甲子園で輝くのは球児だけではない。その背中を押すアルプススタンドの存在も戦いに彩りを添える。春夏連覇を目指して8強進出を果たした大阪桐蔭には、野球部に匹敵する名門の吹奏楽部の存在がある。

 16日の3回戦の二松学舎大付(東東京)戦でも、ブラスバンドの演奏は鳴り響いた。味方の攻撃中は高らかに、リズミカルに音色を奏でる。

 技術のみならず、マナーも反応速度も目を見張る。吹奏楽部の梅田隆司監督は常に半身で構えて、グラウンドの状況を把握しながら指揮する。相手の捕手が投手と話すためにマウンドに向かうと、「シー」と人さし指を口に当てるジェスチャーをした。すると、部員たちは聞こえるか、聞こえないかくらいの絶妙な音量に落として演奏を続けた。

 捕手がホームに戻れば一気に音量を戻す。相手がさらに伝令を出せば、今度はきっちりと演奏をストップする。アルプススタンドから柵を隔てた内野席を見ると、グラウンドではなくブラスバンドの様子を熱心に撮影する人がいた。

 大阪桐蔭の吹奏楽部は約170人いるが、新型コロナウイルスの感染拡大を防止するため、今大会はアルプススタンドで演奏できるのが50人以内に限られる。梅田監督は「全体の代表だからな」と生徒たちに言い聞かせているそうだ。

 スーザフォンを演奏していた山岸千夏さん(3年)は阪神甲子園球場がある兵庫県西宮市出身。子供のころから甲子園に観戦に訪れ、大阪桐蔭の応援に感動した。
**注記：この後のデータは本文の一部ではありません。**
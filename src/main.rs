use std::sync::Arc;

use tracing::info;
use tracing_subscriber::EnvFilter;

use etude_marche::analysis::MarketAnalyzer;
use etude_marche::catalog::CatalogClient;
use etude_marche::llm::LlmClient;
use etude_marche::narrative::{GenerativeNarrative, NarrativeStrategy, TemplateNarrative};
use etude_marche::server;
use etude_marche::state::AppState;

#[tokio::main]
async fn main() -> anyhow::Result<()> {
    tracing_subscriber::fmt()
        .with_env_filter(
            EnvFilter::try_from_default_env().unwrap_or_else(|_| EnvFilter::new("info")),
        )
        .init();

    // Load env
    let _ = dotenv::dotenv();

    let catalog = Arc::new(CatalogClient::from_env()?);
    info!(base_url = catalog.base_url(), "catalog client initialized");

    // NARRATIVE_MODE=template selects the deterministic fallback build;
    // anything else probes the generative backend once at startup.
    let narrative: Arc<dyn NarrativeStrategy> = match dotenv::var("NARRATIVE_MODE").as_deref() {
        Ok("template") => {
            info!("narrative mode: deterministic templates");
            Arc::new(TemplateNarrative)
        }
        _ => {
            let llm = Arc::new(LlmClient::from_env()?);
            Arc::new(GenerativeNarrative::probe(llm).await)
        }
    };

    let analyzer = Arc::new(MarketAnalyzer::new(catalog.clone(), narrative));

    let state = AppState { catalog, analyzer };

    let bind_addr = dotenv::var("BIND_ADDR").unwrap_or_else(|_| "0.0.0.0:5000".to_string());
    let listener = tokio::net::TcpListener::bind(&bind_addr).await?;
    info!(addr = %bind_addr, "serving market-study API");

    axum::serve(listener, server::router(state)).await?;

    Ok(())
}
「アルプスでブラスバンドの演奏をしたい」と入学した。

 ところが、新型コロナのために、2020年は夏の甲子園が中止となった。21年も大会途中からブラスバンドの演奏ができなくなり、山岸さんは参加できなかった。そのため、今回が念願の夏の甲子園「初出場」だった。「本当に感無量。すごく楽しいです」と笑顔がはじけた。

 見事な演奏ができるのも、厳しい鍛錬があるからだ。山岸さんは「私たちはたくさんの曲目を演奏します。本当に短期間で楽譜を『バッ!』て見て、勉強しないといけない。昔の私なら絶対無理と思っていたでしょうが、人間できるようになるものなんですね」と、しみじみと話す。
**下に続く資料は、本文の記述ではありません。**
use serde::{Deserialize, Serialize};

/// One dataset entry as returned by the data.gouv.fr catalog API.
/// Only the fields the pipeline reads are deserialized; the rest of the
/// payload is ignored.
#[derive(Debug, Clone, Serialize, Deserialize)]
pub struct DatasetRecord {
    #[serde(default)]
    pub id: Option<String>,
    #[serde(default)]
    pub title: String,
    #[serde(default)]
    pub description: Option<String>,
    /// Public catalog page for the dataset.
    #[serde(default)]
    pub page: Option<String>,
    #[serde(default)]
    pub organization: Option<Organization>,
    #[serde(default)]
    pub resources: Vec<Resource>,
}

#[derive(Debug, Clone, Serialize, Deserialize)]
pub struct Organization {
    #[serde(default)]
    pub name: Option<String>,
}

/// A downloadable resource attached to a dataset (CSV, JSON, ...).
#[derive(Debug, Clone, Serialize, Deserialize)]
pub struct Resource {
    #[serde(default)]
    pub title: Option<String>,
    #[serde(default)]
    pub url: Option<String>,
}

impl DatasetRecord {
    pub fn organization_name(&self) -> Option<&str> {
        self.organization.as_ref().and_then(|o| o.name.as_deref())
    }
}

/// Lightweight view of a dataset for the report's `datasets_found` list.
#[derive(Debug, Clone, Serialize, Deserialize)]
pub struct DatasetSummary {
    pub title: String,
    pub description: String,
    pub url: String,
    pub organization: String,
    pub resources_count: usize,
}

impl DatasetSummary {
    pub fn from_record(record: &DatasetRecord) -> Self {
        Self {
            title: if record.title.is_empty() {
                "Sans titre".to_string()
            } else {
                record.title.clone()
            },
            description: record
                .description
                .as_deref()
                .map(|d| truncate_chars(d, 150))
                .unwrap_or_default(),
            url: record.page.clone().unwrap_or_default(),
            organization: record
                .organization_name()
                .unwrap_or("Inconnu")
                .to_string(),
            resources_count: record.resources.len(),
        }
    }
}

/// Char-boundary-safe truncation with a trailing ellipsis when cut.
pub fn truncate_chars(text: &str, max: usize) -> String {
    if text.chars().count() <= max {
        text.to_string()
    } else {
        let cut: String = text.chars().take(max).collect();
        format!("{}...", cut)
    }
}

/// One of the five heuristic analysis stages.
#[derive(Debug, Clone, Serialize, Deserialize)]
pub struct StageReport {
    pub title: String,
    pub data: serde_json::Value,
    pub insights: Vec<String>,
}

#[derive(Debug, Clone, Serialize, Deserialize)]
pub struct MarketSteps {
    pub step1: StageReport,
    pub step2: StageReport,
    pub step3: StageReport,
    pub step4: StageReport,
    pub step5: StageReport,
}

#[derive(Debug, Clone, Serialize, Deserialize)]
pub struct Recommendation {
    pub category: String,
    pub text: String,
    pub priority: String,
}

/// The full result of one pipeline run. Immutable once returned.
#[derive(Debug, Clone, Serialize, Deserialize)]
pub struct AnalysisReport {
    pub sector: String,
    pub location: Option<String>,
    pub timestamp: String,
    pub datasets_found: Vec<DatasetSummary>,
    /// Absent (not null) when zero datasets were found.
    #[serde(skip_serializing_if = "Option::is_none")]
    pub market_steps: Option<MarketSteps>,
    pub ai_analysis: Option<String>,
    pub ai_recommendations: Option<String>,
    pub recommendations: Vec<Recommendation>,
    pub ai_enabled: bool,
    pub search_terms_used: Vec<String>,
}

/// Economic-indicator lookup for a geographic zone.
#[derive(Debug, Clone, Serialize, Deserialize)]
pub struct EconomicIndicators {
    pub location: String,
    pub datasets_available: usize,
    pub sources: Vec<IndicatorSource>,
}

#[derive(Debug, Clone, Serialize, Deserialize)]
pub struct IndicatorSource {
    pub title: String,
    pub url: String,
}

#[cfg(test)]
mod tests {
    use super::*;

    fn record(description: Option<&str>) -> DatasetRecord {
        DatasetRecord {
            id: Some("abc".to_string()),
            title: "Commerces de Nice".to_string(),
            description: description.map(str::to_string),
            page: Some("https://www.data.gouv.fr/datasets/abc".to_string()),
            organization: None,
            resources: vec![],
        }
    }

    #[test]
    fn truncate_only_when_needed() {
        assert_eq!(truncate_chars("court", 150), "court");
        let long = "x".repeat(200);
        let cut = truncate_chars(&long, 150);
        assert_eq!(cut.chars().count(), 153);
        assert!(cut.ends_with("..."));
    }

    #[test]
    fn truncate_respects_char_boundaries() {
        let accented = "é".repeat(160);
        let cut = truncate_chars(&accented, 150);
        assert!(cut.starts_with("é"));
        assert!(cut.ends_with("..."));
    }

    #[test]
    fn summary_defaults() {
        let summary = DatasetSummary::from_record(&record(None));
        assert_eq!(summary.organization, "Inconnu");
        assert_eq!(summary.description, "");
        assert_eq!(summary.resources_count, 0);
    }

    #[test]
    fn summary_short_description_untouched() {
        let summary = DatasetSummary::from_record(&record(Some("Liste des commerces")));
        assert_eq!(summary.description, "Liste des commerces");
    }

    #[test]
    fn dataset_record_ignores_unknown_fields() {
        let raw = serde_json::json!({
            "id": "xyz",
            "title": "Sirene",
            "metrics": {"views": 12},
            "resources": [{"title": "export", "url": "https://x/y.csv", "format": "csv"}]
        });
        let record: DatasetRecord = serde_json::from_value(raw).unwrap();
        assert_eq!(record.id.as_deref(), Some("xyz"));
        assert_eq!(record.resources.len(), 1);
    }
}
 今回は実に30曲以上を用意した。実は2回戦は約20曲を準備していたが、大阪桐蔭の攻撃時間が長くなり、使い切ってしまった。そこで、梅田監督は「同じ曲を何回もやっては、演奏しているこちらも、聞いてもらっている人たちもつまらない」と考え、一気に曲目を増やしたそうだ。ファンサービスにも熱心である。
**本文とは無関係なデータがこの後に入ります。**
use std::time::Duration;

use anyhow::{Context, Result};
use serde::{Deserialize, Serialize};
use tracing::warn;

#[derive(Debug, Clone, Serialize, Deserialize)]
pub struct Message {
    pub role: String,
    pub content: String,
}

/// Client for an OpenAI-compatible text-generation backend (Ollama's `/v1`
/// endpoint by default). The backend is optional: callers check `probe()`
/// once at startup and treat completion errors as absent text.
pub struct LlmClient {
    client: reqwest::Client,
    base_url: String,
    model: String,
    api_key: Option<String>,
}

impl LlmClient {
    pub fn from_env() -> Result<Self> {
        let base_url = dotenv::var("LLM_BASE_URL")
            .unwrap_or_else(|_| "http://localhost:11434/v1".to_string());
        let model = dotenv::var("LLM_MODEL").unwrap_or_else(|_| "mistral".to_string());
        let api_key = dotenv::var("LLM_API_KEY").ok().filter(|k| !k.is_empty());

        let client = reqwest::Client::builder()
            .timeout(Duration::from_secs(60))
            .build()
            .context("Failed to create HTTP client")?;

        Ok(Self {
            client,
            base_url,
            model,
            api_key,
        })
    }

    pub fn model(&self) -> &str {
        &self.model
    }

    /// Resolve the chat completions endpoint from the base URL.
    fn endpoint(&self) -> String {
        let base = self.base_url.trim_end_matches('/');
        if base.ends_with("/chat/completions") {
            base.to_string()
        } else if base.ends_with("/v1") {
            format!("{}/chat/completions", base)
        } else {
            format!("{}/v1/chat/completions", base)
        }
    }

    fn models_endpoint(&self) -> String {
        let base = self.base_url.trim_end_matches('/');
        let base = base.trim_end_matches("/chat/completions");
        if base.ends_with("/v1") {
            format!("{}/models", base)
        } else {
            format!("{}/v1/models", base)
        }
    }

    /// Check whether the backend answers at all. Called once at startup;
    /// the result is carried in the narrative strategy, not re-checked.
    pub async fn probe(&self) -> bool {
        let mut req = self
            .client
            .get(self.models_endpoint())
            .timeout(Duration::from_secs(3));
        if let Some(key) = &self.api_key {
            req = req.header("Authorization", format!("Bearer {}", key));
        }

        match req.send().await {
            Ok(resp) if resp.status().is_success() => true,
            Ok(resp) => {
                warn!(status = %resp.status(), "text-generation backend probe rejected");
                false
            }
            Err(e) => {
                warn!(error = %e, "text-generation backend unreachable");
                false
            }
        }
    }

    /// Non-streaming completion with an explicit generation cap.
    pub async fn complete(
        &self,
        prompt: &str,
        max_tokens: u32,
        temperature: f32,
    ) -> Result<String> {
        let messages = vec![Message {
            role: "user".to_string(),
            content: prompt.to_string(),
        }];
        let body = serde_json::json!({
            "model": self.model,
            "messages": messages,
            "temperature": temperature,
            "max_tokens": max_tokens,
        });

        let mut req = self.client.post(self.endpoint()).json(&body);
        if let Some(key) = &self.api_key {
            req = req.header("Authorization", format!("Bearer {}", key));
        }

        let resp = req.send().await.context("LLM request failed")?;
        let text = resp.text().await.context("Failed to read LLM response")?;
        let json: serde_json::Value =
            serde_json::from_str(&text).context("Failed to parse LLM JSON")?;

        // Extract content from choices[0].message.content (handle null)
        let content = json["choices"]
            .get(0)
            .and_then(|c| c["message"]["content"].as_str())
            .unwrap_or("")
            .to_string();

        Ok(content)
    }
}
 今回、大阪桐蔭はNHKの大河ドラマ「鎌倉殿の13人」のメインテーマ曲を演奏している。すると、「鎌倉殿の13人」の音楽担当であるエバン・コールさんが「甲子園での、大阪桐蔭の皆さん、#鎌倉殿の13人 テーマ曲演奏していただきありがとうございました!音楽的視点でいうと、ちょうど打ったタイミングが曲のブレイクのところで拍頭なので、非常に気持ちいいところです!今度はパーカッションの譜面に金属バットも加えてみたいですね。」とツイート。2500件以上のリツイート、1万件以上の「いいね」がつくなど、大きな反響を呼んでいる。

 大阪桐蔭は18日、準々決勝第3試合で下関国際(山口)と対戦する。好プレーと好演奏のハーモニーも注目される。